Eighty-five industrial clusters in India are toxic: 85% of big industrial clusters in India are health hazards as air, water and land pollution levels are not fit for human habitants.
<snip>
the environmental pollution levels in 10 major industrial hubs had reached a “very alarmingly high” level. This list includes Ankleshwar and Vapi in Gujarat , Ghaziabad and Singrauli in Uttar
Pradesh, Korba (Chhattisgarh), Chandrapur (Maharashtra), Ludhiana (Punjab), Vellore (Tamil Nadu), Bhiwadi (Rajasthan) and Angul Talcher (Orissa).

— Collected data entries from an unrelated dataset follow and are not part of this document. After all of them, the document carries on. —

//! Command line interface for the finalizer.

mod args;

pub use args::Args;

use crate::bundler::{Bundler, FinalizeOptions};
use crate::error::{CliError, Result};
use crate::manifest::{ManifestOverrides, PackagingManifest};

/// Main CLI entry point
pub async fn run() -> Result<i32> {
    let args = Args::parse_args();
    execute(&args).await
}

/// Runs a finalization for already parsed arguments.
///
/// Returns 0 only when the artifact exists.
pub async fn execute(args: &Args) -> Result<i32> {
    args.validate()
        .map_err(|reason| CliError::InvalidArguments { reason })?;

    let manifest = PackagingManifest::load(&args.manifest).await?;
    let overrides = ManifestOverrides {
        output_dir: args.output_dir.clone(),
        file_list: args.file_list.clone(),
    };
    let settings = manifest.settings(&overrides)?;
    let tree = manifest.staged_tree(&overrides).await?;

    let options = FinalizeOptions {
        skip_archive: args.skip_archive,
        scripts_only: args.dry_run_scripts,
    };
    let artifact = Bundler::new(settings, tree)?
        .with_options(options)
        .finalize()
        .await?;

    for path in &artifact.paths {
        println!("{}", path.display());
    }
    println!("SHA256: {}", artifact.checksum);
    Ok(0)
}
//! Apple `codesign` signer plus the keychain, Gatekeeper and notarization
//! steps that surround it.

use super::{CodeSigner, SignMode, SignOutcome, SignRequest};
use crate::bundler::{
    error::{Error, ErrorExt, Result},
    utils::process,
};
use std::ffi::{OsStr, OsString};
use std::path::{Path, PathBuf};

/// Identity used when the configured one is empty.
pub const DEFAULT_IDENTITY: &str = "Developer ID Application";

/// Output fragments that no retry can fix.
const FATAL_MARKERS: &[&str] = &[
    "no identity found",
    "the specified item could not be found in the keychain",
    "ambiguous",
    "entitlements",
    "no such file or directory",
    "is not signed at all",
    "bundle format unrecognized",
];

/// Signs with `codesign`.
#[derive(Clone, Debug)]
pub struct Codesign {
    identity: String,
    keychain: Option<PathBuf>,
    entitlements: Option<PathBuf>,
}

impl Codesign {
    /// Creates a signer. An empty identity selects [`DEFAULT_IDENTITY`].
    pub fn new(identity: &str, keychain: Option<PathBuf>, entitlements: Option<PathBuf>) -> Self {
        let identity = if identity.trim().is_empty() {
            DEFAULT_IDENTITY.to_string()
        } else {
            identity.to_string()
        };
        Self {
            identity,
            keychain,
            entitlements,
        }
    }

    /// The identity passed to `--sign`.
    pub fn identity(&self) -> &str {
        &self.identity
    }

    /// Arguments for one request.
    pub fn arguments(&self, request: &SignRequest) -> Vec<OsString> {
        let mut args: Vec<OsString> = Vec::new();
        match request.mode {
            SignMode::Plain => {
                args.extend(["--force", "--timestamp"].map(OsString::from));
            }
            SignMode::Deep => {
                args.extend(["--verbose", "--deep", "--force"].map(OsString::from));
                if let Some(entitlements) = &self.entitlements {
                    args.push("--entitlements".into());
                    args.push(entitlements.into());
                }
                args.extend(["--options", "runtime"].map(OsString::from));
            }
        }
        if let Some(keychain) = &self.keychain {
            args.push("--keychain".into());
            args.push(keychain.into());
        }
        args.push("--sign".into());
        args.push(self.identity.clone().into());
        args.push(request.target.clone().into());
        args
    }
}

impl CodeSigner for Codesign {
    async fn sign(&self, request: &SignRequest) -> SignOutcome {
        match process::run_tool("sign", "codesign", self.arguments(request)).await {
            Ok(_) => SignOutcome::Success,
            Err(Error::ExternalTool { stderr, .. }) => classify(&stderr),
            Err(e) => SignOutcome::FatalFailure(e.to_string()),
        }
    }
}

/// Sorts `codesign` failure output into fatal and transient.
///
/// Anything not recognised as fatal is retried.
pub(crate) fn classify(stderr: &str) -> SignOutcome {
    let lowered = stderr.to_lowercase();
    if FATAL_MARKERS.iter().any(|marker| lowered.contains(marker)) {
        SignOutcome::FatalFailure(stderr.to_string())
    } else {
        SignOutcome::TransientFailure(stderr.to_string())
    }
}

/// Unlocks `keychain` with the first line of `password_file`.
///
/// The password never appears in logs or error messages.
pub async fn unlock_keychain(keychain: &Path, password_file: &Path) -> Result<()> {
    let content = tokio::fs::read_to_string(password_file)
        .await
        .fs_context("reading keychain password", password_file)?;
    let password = content.lines().next().unwrap_or_default().trim_end();

    log::info!("Unlocking keychain {}", keychain.display());
    let output = tokio::process::Command::new("security")
        .arg("unlock-keychain")
        .arg("-p")
        .arg(password)
        .arg(keychain)
        .output()
        .await
        .map_err(|error| Error::CommandFailed {
            command: "security".to_string(),
            error,
        })?;

    if !output.status.success() {
        return Err(Error::ExternalTool {
            stage: "sign".to_string(),
            command: format!("security unlock-keychain -p *** {}", keychain.display()),
            status: output.status.to_string(),
            stderr: String::from_utf8_lossy(&output.stderr).trim().to_string(),
        });
    }
    Ok(())
}

/// Runs the Gatekeeper assessment against a signed bundle.
pub async fn verify_gatekeeper(bundle: &Path) -> Result<()> {
    log::info!("Verifying {}", bundle.display());
    let output = process::run_tool(
        "verify",
        "spctl",
        [OsStr::new("-a"), OsStr::new("-texec"), OsStr::new("-vvvv"), bundle.as_os_str()],
    )
    .await?;
    log::debug!("{}", String::from_utf8_lossy(&output.stderr).trim());
    log::info!("✓ Gatekeeper accepted {}", bundle.display());
    Ok(())
}

/// Runs the notarization script against a signed bundle.
pub async fn notarize(script: &Path, bundle: &Path) -> Result<()> {
    log::info!("Notarizing {}", bundle.display());
    process::run_tool("notarize", script, [bundle]).await?;
    log::info!("✓ Notarized {}", bundle.display());
    Ok(())
}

India’s environmental problems are exacerbated by its heavy reliance on coal for power generation. Coal supplies more than half of the country’s energy needs and is used for nearly three-quarters of electricity generation
<snip>
Air quality is worst in the big cities like Kolkata, Delhi, Mumbai, Chennai, etc.
Bangalore holds the title of being the asthma capital of the country. Studies estimate that 10 per cent of Bangalore’s 60 lakh population and over 50 per cent of its children below 18 years suffer from air pollution- related ailments.
<snip>
The effects of air pollution are obvious: rice crop yields in southern India are falling as brown clouds block out more and more sunlight. :eek:
.



Fully 80 percent of urban waste in India ends up in the country's rivers, and unchecked urban growth across the country combined with poor government oversight means the problem is only getting worse. A growing number of bodies of water in India are unfit for human use, and in the River Ganga, holy to the country's 82 percent Hindu majority, is dying slowly due to unchecked pollution.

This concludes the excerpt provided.